> **Your assignment**:
Only the lines below starting at the one that contains "pub fn parse_params(raw: &str)" and ending at the one that contains "pub type PipelineHook" are to be reproduced, exactly and with both ends kept.

> **Input**:
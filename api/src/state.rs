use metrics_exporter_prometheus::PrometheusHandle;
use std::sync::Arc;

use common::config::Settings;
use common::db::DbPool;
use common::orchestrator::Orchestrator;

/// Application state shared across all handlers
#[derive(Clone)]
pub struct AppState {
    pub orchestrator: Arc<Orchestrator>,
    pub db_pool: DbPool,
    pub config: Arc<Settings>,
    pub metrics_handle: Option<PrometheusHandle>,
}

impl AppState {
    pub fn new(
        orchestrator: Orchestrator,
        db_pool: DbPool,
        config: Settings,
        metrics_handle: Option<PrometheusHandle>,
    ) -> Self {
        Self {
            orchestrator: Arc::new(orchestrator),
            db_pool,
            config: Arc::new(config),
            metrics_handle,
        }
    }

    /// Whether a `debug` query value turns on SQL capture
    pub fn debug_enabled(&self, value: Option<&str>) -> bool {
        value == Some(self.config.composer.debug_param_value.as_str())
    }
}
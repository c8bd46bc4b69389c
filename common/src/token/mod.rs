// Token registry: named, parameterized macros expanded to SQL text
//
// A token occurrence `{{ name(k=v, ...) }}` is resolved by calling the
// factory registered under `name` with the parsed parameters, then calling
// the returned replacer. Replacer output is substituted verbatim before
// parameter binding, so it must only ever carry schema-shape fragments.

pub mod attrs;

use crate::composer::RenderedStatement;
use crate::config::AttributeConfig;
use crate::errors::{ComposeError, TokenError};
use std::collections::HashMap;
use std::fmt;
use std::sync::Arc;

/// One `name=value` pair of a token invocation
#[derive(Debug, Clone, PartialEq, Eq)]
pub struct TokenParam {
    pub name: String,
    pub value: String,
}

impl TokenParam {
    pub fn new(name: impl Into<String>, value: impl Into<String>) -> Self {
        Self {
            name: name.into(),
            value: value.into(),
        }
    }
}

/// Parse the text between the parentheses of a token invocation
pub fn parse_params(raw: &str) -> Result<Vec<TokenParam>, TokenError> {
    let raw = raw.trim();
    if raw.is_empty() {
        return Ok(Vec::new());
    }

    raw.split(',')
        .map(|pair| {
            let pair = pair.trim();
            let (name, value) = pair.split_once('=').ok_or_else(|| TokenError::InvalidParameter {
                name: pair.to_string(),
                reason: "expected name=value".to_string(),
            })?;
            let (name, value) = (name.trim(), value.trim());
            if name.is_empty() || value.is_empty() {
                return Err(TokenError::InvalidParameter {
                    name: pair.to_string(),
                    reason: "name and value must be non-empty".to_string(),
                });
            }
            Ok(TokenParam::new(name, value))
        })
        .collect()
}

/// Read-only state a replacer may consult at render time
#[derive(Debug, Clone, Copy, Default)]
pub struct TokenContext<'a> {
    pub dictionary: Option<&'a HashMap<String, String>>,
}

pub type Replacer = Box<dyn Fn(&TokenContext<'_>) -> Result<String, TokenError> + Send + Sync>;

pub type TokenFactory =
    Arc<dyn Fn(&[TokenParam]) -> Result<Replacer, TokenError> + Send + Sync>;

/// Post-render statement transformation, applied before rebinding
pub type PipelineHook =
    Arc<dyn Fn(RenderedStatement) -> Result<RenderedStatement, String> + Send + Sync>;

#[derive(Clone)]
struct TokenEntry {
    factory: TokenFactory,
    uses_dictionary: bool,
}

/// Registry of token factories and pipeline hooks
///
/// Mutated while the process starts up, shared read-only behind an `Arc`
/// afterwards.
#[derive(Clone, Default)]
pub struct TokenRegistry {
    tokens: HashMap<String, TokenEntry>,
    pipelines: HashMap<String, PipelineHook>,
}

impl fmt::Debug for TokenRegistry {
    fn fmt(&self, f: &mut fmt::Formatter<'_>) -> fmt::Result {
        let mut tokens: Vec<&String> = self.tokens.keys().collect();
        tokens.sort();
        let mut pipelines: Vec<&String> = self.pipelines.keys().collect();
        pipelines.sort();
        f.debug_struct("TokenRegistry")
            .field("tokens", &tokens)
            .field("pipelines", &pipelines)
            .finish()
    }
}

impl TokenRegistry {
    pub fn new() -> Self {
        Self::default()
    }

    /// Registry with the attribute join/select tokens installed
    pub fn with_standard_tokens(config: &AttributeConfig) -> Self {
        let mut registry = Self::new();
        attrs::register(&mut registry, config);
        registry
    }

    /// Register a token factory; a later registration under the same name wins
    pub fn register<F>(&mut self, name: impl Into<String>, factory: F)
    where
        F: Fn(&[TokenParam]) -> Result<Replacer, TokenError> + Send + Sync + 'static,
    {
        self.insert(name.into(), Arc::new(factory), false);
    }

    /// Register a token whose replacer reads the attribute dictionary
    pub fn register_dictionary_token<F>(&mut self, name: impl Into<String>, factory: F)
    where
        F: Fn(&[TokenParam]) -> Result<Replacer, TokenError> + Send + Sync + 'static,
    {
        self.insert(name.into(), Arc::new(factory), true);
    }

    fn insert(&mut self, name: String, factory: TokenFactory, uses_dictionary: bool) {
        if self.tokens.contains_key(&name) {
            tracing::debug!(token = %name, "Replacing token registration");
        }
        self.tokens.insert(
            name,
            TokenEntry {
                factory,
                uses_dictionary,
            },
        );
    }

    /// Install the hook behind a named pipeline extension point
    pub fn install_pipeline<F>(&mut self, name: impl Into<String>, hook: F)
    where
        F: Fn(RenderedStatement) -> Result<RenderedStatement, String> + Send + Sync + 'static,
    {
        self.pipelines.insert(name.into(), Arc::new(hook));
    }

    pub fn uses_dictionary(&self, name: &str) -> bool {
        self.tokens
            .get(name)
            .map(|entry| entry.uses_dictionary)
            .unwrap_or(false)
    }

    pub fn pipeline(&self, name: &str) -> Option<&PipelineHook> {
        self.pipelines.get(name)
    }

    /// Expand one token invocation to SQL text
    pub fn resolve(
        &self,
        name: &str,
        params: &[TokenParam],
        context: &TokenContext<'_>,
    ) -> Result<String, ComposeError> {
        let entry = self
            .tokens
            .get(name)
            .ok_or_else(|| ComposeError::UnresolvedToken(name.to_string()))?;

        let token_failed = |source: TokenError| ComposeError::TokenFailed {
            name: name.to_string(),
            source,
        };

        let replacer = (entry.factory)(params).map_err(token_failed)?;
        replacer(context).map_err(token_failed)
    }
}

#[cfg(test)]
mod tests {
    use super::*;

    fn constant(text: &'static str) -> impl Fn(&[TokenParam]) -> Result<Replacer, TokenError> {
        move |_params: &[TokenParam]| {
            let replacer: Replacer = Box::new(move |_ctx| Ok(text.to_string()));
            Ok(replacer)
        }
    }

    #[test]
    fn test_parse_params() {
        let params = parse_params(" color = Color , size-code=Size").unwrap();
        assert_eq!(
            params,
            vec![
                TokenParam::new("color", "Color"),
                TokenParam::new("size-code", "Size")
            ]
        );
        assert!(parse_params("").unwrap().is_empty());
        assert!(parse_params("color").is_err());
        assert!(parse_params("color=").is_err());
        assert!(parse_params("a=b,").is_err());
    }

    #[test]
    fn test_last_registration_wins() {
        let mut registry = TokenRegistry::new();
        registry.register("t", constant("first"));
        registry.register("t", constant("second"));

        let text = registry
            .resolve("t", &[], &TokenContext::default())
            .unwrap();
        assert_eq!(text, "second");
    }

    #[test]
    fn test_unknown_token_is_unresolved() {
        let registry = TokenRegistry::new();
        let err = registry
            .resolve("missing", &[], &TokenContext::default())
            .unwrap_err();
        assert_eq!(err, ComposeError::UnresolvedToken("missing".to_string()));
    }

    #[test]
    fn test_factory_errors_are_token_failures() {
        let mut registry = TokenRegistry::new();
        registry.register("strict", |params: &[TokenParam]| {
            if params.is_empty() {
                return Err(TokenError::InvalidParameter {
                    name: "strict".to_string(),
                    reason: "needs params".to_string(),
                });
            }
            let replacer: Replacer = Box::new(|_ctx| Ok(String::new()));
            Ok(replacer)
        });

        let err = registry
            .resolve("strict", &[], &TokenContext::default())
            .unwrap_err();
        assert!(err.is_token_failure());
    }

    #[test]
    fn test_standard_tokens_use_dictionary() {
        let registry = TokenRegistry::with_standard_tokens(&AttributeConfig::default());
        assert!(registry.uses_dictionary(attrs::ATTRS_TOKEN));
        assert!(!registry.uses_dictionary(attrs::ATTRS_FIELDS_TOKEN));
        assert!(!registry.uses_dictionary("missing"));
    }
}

> **Task output**:
pub fn parse_params(raw: &str) -> Result<Vec<TokenParam>, TokenError> {
    let raw = raw.trim();
    if raw.is_empty() {
        return Ok(Vec::new());
    }

    raw.split(',')
        .map(|pair| {
            let pair = pair.trim();
            let (name, value) = pair.split_once('=').ok_or_else(|| TokenError::InvalidParameter {
                name: pair.to_string(),
                reason: "expected name=value".to_string(),
            })?;
            let (name, value) = (name.trim(), value.trim());
            if name.is_empty() || value.is_empty() {
                return Err(TokenError::InvalidParameter {
                    name: pair.to_string(),
                    reason: "name and value must be non-empty".to_string(),
                });
            }
            Ok(TokenParam::new(name, value))
        })
        .collect()
}

/// Read-only state a replacer may consult at render time
#[derive(Debug, Clone, Copy, Default)]
pub struct TokenContext<'a> {
    pub dictionary: Option<&'a HashMap<String, String>>,
}

pub type Replacer = Box<dyn Fn(&TokenContext<'_>) -> Result<String, TokenError> + Send + Sync>;

pub type TokenFactory =
    Arc<dyn Fn(&[TokenParam]) -> Result<Replacer, TokenError> + Send + Sync>;

/// Post-render statement transformation, applied before rebinding
pub type PipelineHook =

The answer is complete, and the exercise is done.